Stored items:
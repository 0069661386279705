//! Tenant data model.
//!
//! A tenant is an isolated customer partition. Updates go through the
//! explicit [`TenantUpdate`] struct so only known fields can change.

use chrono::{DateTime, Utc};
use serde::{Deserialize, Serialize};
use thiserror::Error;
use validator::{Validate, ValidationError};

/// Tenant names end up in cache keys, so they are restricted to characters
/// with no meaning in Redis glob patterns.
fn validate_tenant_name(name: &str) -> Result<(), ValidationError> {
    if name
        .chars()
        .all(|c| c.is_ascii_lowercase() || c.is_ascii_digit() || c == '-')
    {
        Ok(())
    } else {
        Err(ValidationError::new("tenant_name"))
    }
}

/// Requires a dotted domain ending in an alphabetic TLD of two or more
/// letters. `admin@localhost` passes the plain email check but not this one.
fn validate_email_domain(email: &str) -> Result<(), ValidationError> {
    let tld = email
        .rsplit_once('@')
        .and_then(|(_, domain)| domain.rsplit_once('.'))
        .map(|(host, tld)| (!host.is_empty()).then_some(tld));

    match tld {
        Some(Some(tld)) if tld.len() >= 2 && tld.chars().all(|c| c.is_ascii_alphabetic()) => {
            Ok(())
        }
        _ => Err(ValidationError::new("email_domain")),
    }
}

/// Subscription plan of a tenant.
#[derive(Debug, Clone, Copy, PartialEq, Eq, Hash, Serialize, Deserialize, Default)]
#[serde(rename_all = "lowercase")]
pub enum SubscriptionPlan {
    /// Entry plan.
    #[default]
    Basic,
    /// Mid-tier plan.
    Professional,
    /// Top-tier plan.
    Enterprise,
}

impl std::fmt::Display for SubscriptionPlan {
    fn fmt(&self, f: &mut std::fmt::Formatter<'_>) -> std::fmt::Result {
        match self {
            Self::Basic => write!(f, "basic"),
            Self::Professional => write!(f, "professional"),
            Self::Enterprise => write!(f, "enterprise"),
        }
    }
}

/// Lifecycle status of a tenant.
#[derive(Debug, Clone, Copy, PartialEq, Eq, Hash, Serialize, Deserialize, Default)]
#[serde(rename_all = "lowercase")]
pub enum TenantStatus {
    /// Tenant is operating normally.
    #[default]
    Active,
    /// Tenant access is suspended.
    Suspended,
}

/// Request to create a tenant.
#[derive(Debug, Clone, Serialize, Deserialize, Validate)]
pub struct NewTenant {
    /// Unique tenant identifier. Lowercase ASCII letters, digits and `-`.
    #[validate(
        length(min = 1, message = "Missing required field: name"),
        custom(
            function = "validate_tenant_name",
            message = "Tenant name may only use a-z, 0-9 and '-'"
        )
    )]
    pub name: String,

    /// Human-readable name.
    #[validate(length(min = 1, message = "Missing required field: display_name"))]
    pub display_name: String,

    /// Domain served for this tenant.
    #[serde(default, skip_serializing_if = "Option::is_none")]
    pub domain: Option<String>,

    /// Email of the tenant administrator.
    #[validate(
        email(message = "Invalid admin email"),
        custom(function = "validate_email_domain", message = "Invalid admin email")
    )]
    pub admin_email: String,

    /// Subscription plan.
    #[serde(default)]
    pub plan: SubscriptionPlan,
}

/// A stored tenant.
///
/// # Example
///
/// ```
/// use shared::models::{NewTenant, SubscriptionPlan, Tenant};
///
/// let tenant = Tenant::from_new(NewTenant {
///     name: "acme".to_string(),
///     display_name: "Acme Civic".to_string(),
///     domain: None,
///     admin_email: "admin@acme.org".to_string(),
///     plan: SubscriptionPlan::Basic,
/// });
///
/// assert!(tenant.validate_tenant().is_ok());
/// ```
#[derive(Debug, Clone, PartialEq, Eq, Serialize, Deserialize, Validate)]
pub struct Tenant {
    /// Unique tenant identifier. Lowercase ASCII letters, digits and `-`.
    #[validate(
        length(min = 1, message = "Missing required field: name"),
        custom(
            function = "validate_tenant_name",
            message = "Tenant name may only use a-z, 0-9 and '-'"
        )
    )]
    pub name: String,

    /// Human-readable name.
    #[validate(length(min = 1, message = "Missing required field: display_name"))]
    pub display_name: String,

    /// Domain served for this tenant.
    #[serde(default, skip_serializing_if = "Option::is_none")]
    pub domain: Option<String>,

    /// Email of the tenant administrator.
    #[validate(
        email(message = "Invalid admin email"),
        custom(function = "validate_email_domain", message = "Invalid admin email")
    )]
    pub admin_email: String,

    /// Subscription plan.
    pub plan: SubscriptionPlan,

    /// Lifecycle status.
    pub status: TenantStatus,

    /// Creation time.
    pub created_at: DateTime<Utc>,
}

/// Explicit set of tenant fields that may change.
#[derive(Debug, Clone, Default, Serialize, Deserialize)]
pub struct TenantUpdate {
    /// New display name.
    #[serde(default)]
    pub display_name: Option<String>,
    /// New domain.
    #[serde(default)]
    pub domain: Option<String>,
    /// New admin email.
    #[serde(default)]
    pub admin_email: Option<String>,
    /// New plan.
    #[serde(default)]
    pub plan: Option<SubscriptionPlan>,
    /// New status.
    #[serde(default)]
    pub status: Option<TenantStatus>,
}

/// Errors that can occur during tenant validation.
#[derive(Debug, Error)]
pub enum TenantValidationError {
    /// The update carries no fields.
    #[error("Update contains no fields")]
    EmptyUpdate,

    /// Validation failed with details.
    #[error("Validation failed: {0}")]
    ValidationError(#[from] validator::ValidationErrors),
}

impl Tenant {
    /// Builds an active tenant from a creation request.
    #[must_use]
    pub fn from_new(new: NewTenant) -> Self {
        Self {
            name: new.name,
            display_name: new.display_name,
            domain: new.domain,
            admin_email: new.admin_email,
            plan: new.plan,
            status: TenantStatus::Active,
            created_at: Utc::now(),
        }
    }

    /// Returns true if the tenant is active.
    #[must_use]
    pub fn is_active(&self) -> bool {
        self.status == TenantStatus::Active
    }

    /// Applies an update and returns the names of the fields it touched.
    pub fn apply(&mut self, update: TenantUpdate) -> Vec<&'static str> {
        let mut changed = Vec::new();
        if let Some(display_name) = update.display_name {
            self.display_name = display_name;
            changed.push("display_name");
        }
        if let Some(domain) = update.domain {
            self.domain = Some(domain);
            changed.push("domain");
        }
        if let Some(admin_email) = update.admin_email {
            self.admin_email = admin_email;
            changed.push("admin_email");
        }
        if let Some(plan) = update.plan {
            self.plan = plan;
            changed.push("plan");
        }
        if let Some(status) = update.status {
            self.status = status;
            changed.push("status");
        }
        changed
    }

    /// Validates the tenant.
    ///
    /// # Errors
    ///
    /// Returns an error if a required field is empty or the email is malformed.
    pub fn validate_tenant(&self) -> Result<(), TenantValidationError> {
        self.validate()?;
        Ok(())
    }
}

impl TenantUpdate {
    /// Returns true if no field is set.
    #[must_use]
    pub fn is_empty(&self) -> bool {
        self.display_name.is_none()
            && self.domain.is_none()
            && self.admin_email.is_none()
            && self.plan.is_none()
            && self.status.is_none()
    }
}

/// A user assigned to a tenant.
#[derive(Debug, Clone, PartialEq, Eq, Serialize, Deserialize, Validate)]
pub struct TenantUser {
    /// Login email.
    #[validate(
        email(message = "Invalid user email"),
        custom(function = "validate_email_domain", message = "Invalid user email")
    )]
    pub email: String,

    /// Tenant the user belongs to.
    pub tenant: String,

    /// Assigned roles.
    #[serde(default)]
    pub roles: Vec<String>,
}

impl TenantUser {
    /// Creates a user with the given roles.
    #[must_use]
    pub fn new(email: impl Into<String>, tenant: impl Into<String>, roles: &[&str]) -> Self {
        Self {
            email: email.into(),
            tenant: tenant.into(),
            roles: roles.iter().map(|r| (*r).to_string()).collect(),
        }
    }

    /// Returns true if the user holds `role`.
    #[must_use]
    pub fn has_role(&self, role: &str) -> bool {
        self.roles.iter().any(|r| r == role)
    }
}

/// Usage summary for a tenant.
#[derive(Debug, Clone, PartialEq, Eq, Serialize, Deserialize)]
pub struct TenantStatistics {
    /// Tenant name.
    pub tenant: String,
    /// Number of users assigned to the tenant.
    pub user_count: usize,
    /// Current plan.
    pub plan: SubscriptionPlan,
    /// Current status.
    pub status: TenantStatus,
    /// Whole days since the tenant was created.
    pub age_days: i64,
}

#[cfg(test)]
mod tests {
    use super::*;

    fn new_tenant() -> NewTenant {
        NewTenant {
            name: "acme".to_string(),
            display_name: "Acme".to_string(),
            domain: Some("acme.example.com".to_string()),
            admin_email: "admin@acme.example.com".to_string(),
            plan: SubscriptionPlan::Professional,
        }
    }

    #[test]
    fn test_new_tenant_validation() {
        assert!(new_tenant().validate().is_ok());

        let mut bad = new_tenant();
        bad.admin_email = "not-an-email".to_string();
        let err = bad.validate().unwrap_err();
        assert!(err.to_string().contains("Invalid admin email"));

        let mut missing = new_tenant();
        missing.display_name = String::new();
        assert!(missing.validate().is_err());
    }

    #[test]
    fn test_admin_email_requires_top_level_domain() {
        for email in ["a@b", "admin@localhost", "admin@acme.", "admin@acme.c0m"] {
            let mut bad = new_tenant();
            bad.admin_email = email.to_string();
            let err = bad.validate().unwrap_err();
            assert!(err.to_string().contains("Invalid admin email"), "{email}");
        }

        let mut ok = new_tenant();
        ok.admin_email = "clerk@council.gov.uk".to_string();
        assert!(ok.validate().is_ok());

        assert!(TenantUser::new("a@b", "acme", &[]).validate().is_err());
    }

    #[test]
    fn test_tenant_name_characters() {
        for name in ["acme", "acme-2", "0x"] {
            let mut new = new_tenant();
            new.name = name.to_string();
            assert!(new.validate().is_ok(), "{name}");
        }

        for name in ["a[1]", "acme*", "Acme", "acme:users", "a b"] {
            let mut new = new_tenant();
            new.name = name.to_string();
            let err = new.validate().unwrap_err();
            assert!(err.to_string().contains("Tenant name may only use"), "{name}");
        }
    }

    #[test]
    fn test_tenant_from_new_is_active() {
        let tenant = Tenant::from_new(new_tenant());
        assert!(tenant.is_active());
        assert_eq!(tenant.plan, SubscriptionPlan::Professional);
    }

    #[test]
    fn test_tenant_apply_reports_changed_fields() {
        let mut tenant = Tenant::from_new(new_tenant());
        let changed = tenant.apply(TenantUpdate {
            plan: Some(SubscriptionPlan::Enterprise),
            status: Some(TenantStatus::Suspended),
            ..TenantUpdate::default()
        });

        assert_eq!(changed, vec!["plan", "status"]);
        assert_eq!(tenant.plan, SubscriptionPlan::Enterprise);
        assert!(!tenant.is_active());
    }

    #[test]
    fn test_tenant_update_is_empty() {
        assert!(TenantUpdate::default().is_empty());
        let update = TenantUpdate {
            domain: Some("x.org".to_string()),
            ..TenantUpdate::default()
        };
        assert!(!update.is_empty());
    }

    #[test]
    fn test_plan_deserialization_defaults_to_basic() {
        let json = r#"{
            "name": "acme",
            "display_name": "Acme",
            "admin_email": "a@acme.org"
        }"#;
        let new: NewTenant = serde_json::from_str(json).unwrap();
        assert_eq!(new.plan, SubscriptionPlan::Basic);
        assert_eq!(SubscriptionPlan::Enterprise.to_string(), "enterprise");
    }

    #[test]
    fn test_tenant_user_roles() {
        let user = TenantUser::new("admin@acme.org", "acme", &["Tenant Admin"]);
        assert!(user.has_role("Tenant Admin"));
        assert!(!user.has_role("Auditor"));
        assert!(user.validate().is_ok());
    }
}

Task description: Going through the entries, return every line holding the word "Clone".

Solution to this task:
#[derive(Debug, Clone, Copy, PartialEq, Eq, Hash, Serialize, Deserialize, Default)]
#[derive(Debug, Clone, Copy, PartialEq, Eq, Hash, Serialize, Deserialize, Default)]
#[derive(Debug, Clone, Serialize, Deserialize, Validate)]
#[derive(Debug, Clone, PartialEq, Eq, Serialize, Deserialize, Validate)]
#[derive(Debug, Clone, Default, Serialize, Deserialize)]
#[derive(Debug, Clone, PartialEq, Eq, Serialize, Deserialize, Validate)]
#[derive(Debug, Clone, PartialEq, Eq, Serialize, Deserialize)]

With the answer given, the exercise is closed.